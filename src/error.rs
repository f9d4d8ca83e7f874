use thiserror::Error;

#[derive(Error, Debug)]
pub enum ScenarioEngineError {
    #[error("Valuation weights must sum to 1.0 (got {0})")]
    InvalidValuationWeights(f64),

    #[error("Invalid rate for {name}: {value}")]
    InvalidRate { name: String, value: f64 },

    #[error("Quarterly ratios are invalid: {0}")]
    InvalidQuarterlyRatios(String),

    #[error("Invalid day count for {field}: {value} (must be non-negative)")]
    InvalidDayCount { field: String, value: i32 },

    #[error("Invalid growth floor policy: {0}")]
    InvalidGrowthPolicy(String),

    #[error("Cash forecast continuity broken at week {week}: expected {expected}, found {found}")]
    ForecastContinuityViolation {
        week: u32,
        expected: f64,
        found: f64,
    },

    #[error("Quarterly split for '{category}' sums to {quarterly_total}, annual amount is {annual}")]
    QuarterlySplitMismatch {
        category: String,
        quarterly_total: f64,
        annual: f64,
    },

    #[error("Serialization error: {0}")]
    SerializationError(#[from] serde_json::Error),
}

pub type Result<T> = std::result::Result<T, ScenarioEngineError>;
# # # # # # #
WORK ORDER
Give the data back exactly as it stands.

COMPLETED EXERCISE
filename src/error.rs
repository f9d4d8ca83e7f874
use thiserror::Error;

#[derive(Error, Debug)]
pub enum ScenarioEngineError {
    #[error("Valuation weights must sum to 1.0 (got {0})")]
    InvalidValuationWeights(f64),

    #[error("Invalid rate for {name}: {value}")]
    InvalidRate { name: String, value: f64 },

    #[error("Quarterly ratios are invalid: {0}")]
    InvalidQuarterlyRatios(String),

    #[error("Invalid day count for {field}: {value} (must be non-negative)")]
    InvalidDayCount { field: String, value: i32 },

    #[error("Invalid growth floor policy: {0}")]
    InvalidGrowthPolicy(String),

    #[error("Cash forecast continuity broken at week {week}: expected {expected}, found {found}")]
    ForecastContinuityViolation {
        week: u32,
        expected: f64,
        found: f64,
    },

    #[error("Quarterly split for '{category}' sums to {quarterly_total}, annual amount is {annual}")]
    QuarterlySplitMismatch {
        category: String,
        quarterly_total: f64,
        annual: f64,
    },

    #[error("Serialization error: {0}")]
    SerializationError(#[from] serde_json::Error),
}

pub type Result<T> = std::result::Result<T, ScenarioEngineError>;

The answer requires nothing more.